- **Your instructions**:
Among the lines below, take the one holding "Get effective volume", the one holding "-> Option<(OscillatorNode, GainNode)>", and all lines between them. Set them down exactly.

*** Study material ***

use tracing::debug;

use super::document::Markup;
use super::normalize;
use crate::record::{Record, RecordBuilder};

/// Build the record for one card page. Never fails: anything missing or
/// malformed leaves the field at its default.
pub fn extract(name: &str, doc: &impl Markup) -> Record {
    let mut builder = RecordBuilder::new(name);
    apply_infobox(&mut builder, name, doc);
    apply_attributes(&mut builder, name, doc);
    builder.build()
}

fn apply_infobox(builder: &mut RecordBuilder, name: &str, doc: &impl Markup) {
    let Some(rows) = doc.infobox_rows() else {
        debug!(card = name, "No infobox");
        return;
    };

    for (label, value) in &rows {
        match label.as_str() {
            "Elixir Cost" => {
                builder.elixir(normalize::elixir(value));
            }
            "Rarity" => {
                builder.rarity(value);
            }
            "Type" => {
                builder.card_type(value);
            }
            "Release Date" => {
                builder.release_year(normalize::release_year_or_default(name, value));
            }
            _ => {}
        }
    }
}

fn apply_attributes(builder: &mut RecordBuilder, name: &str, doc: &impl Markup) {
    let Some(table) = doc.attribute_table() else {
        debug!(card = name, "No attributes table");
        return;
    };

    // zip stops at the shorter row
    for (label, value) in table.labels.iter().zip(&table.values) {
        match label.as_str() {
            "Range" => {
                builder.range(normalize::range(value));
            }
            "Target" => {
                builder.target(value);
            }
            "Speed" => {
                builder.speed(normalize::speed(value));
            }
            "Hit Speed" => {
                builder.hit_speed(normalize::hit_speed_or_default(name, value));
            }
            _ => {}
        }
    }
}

*** End of Study material ***
*** Study material ***

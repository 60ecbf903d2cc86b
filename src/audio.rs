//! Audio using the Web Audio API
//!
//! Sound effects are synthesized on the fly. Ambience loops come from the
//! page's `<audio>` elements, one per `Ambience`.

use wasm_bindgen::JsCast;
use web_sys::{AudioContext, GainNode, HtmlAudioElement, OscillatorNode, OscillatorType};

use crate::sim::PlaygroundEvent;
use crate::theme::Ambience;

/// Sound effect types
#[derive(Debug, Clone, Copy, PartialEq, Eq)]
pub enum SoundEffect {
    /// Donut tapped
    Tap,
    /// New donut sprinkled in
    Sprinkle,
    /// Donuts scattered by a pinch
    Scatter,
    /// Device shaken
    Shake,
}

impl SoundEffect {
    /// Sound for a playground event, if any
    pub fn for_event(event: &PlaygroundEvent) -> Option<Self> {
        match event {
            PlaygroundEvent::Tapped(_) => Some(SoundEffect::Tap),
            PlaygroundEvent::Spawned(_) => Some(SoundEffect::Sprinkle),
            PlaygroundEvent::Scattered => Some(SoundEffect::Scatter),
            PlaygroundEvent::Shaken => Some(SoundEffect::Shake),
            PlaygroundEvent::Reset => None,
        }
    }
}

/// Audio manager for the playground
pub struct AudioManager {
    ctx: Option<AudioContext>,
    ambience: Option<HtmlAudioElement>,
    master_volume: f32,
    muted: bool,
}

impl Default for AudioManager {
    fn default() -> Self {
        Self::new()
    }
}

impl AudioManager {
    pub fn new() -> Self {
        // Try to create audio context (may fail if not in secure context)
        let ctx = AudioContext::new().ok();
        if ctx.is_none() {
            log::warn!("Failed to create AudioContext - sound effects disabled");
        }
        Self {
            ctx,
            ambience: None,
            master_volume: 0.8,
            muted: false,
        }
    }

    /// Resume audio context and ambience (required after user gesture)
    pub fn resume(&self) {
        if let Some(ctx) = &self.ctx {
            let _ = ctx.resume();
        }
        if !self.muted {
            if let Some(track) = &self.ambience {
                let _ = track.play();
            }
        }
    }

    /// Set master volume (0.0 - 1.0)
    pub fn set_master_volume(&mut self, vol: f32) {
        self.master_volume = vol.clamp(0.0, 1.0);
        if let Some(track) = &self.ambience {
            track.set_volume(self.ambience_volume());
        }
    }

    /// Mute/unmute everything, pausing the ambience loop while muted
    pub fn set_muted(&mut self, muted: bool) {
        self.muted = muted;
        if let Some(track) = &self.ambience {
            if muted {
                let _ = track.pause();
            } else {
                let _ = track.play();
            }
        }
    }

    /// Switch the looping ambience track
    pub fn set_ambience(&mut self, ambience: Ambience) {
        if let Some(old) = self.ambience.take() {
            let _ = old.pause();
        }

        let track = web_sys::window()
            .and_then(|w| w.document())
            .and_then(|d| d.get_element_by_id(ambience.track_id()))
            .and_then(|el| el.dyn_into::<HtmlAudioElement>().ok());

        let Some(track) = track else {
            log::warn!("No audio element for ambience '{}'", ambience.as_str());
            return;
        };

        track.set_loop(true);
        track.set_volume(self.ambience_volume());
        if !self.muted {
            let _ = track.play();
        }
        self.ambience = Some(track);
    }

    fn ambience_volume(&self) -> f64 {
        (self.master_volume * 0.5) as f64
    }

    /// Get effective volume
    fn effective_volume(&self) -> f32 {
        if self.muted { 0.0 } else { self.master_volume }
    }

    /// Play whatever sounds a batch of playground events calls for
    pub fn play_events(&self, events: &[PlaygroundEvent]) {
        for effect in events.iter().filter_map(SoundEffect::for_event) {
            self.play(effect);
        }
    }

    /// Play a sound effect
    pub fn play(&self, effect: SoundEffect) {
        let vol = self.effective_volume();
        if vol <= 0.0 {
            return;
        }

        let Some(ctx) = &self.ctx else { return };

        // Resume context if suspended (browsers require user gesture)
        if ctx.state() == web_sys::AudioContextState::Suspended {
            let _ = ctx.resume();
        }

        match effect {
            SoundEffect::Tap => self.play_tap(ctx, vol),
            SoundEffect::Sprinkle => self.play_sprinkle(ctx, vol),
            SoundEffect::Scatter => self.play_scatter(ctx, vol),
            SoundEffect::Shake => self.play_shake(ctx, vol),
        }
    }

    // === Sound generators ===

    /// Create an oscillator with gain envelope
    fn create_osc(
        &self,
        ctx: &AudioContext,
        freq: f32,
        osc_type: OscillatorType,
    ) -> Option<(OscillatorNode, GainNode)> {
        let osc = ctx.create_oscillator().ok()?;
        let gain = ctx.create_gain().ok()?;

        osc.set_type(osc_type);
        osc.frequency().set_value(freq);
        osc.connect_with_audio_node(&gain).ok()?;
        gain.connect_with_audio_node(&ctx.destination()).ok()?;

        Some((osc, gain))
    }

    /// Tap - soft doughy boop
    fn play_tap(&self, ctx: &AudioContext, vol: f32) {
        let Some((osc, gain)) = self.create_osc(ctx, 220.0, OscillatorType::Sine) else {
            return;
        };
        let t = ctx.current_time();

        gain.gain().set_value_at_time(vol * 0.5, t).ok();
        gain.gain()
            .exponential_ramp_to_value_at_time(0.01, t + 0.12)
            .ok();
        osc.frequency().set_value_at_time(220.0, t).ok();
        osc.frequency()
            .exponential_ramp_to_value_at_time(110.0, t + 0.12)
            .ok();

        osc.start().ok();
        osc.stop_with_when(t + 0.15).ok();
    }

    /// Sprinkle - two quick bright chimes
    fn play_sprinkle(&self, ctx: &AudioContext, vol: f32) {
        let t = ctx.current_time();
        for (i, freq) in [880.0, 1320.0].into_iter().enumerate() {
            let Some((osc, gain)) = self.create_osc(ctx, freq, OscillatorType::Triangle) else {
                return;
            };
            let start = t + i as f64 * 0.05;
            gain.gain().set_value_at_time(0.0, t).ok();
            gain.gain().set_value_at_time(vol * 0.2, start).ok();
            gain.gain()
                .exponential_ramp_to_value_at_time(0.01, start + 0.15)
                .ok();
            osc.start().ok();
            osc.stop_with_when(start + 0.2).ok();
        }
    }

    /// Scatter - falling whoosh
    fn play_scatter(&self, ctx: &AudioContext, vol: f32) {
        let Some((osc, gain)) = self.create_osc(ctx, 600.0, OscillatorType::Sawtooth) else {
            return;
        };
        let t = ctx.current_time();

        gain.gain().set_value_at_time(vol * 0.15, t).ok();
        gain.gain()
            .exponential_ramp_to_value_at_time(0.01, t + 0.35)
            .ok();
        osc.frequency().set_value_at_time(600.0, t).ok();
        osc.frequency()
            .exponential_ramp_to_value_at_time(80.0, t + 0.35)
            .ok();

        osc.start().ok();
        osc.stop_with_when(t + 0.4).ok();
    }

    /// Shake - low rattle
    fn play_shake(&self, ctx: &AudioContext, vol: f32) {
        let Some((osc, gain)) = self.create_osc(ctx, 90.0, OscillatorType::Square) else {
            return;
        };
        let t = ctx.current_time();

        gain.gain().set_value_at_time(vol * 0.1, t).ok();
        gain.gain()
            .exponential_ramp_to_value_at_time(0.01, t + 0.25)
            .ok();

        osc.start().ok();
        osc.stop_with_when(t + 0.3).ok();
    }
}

*** End of Study material ***
*** Study material ***

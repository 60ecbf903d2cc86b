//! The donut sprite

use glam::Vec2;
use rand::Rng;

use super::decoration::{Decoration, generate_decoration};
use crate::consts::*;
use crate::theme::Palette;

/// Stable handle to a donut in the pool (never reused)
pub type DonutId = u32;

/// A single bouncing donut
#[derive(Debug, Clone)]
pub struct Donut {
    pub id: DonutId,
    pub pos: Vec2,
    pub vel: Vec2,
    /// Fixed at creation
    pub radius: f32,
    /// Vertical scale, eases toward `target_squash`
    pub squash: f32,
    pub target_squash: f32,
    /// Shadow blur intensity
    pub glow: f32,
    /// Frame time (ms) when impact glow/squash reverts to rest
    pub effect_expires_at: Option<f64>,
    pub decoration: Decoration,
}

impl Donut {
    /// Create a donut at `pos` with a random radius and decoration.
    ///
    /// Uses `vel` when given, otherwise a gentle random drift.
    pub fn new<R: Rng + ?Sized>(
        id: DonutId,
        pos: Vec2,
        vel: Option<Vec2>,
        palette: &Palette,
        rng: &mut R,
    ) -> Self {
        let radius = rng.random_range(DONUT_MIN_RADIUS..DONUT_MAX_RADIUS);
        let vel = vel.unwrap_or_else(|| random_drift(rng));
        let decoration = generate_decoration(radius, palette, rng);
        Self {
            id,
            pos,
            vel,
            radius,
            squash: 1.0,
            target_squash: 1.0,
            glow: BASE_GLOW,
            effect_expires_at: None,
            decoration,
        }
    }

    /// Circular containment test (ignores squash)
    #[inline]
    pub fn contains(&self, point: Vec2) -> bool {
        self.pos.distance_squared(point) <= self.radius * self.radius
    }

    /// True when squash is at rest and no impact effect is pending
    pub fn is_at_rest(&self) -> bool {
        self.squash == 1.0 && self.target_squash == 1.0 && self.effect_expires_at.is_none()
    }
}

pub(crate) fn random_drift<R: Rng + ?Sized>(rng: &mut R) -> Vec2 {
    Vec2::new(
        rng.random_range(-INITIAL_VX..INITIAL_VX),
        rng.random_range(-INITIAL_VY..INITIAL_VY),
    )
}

*** End of Study material ***

- **Expected output**:
    /// Get effective volume
    fn effective_volume(&self) -> f32 {
        if self.muted { 0.0 } else { self.master_volume }
    }

    /// Play whatever sounds a batch of playground events calls for
    pub fn play_events(&self, events: &[PlaygroundEvent]) {
        for effect in events.iter().filter_map(SoundEffect::for_event) {
            self.play(effect);
        }
    }

    /// Play a sound effect
    pub fn play(&self, effect: SoundEffect) {
        let vol = self.effective_volume();
        if vol <= 0.0 {
            return;
        }

        let Some(ctx) = &self.ctx else { return };

        // Resume context if suspended (browsers require user gesture)
        if ctx.state() == web_sys::AudioContextState::Suspended {
            let _ = ctx.resume();
        }

        match effect {
            SoundEffect::Tap => self.play_tap(ctx, vol),
            SoundEffect::Sprinkle => self.play_sprinkle(ctx, vol),
            SoundEffect::Scatter => self.play_scatter(ctx, vol),
            SoundEffect::Shake => self.play_shake(ctx, vol),
        }
    }

    // === Sound generators ===

    /// Create an oscillator with gain envelope
    fn create_osc(
        &self,
        ctx: &AudioContext,
        freq: f32,
        osc_type: OscillatorType,
    ) -> Option<(OscillatorNode, GainNode)> {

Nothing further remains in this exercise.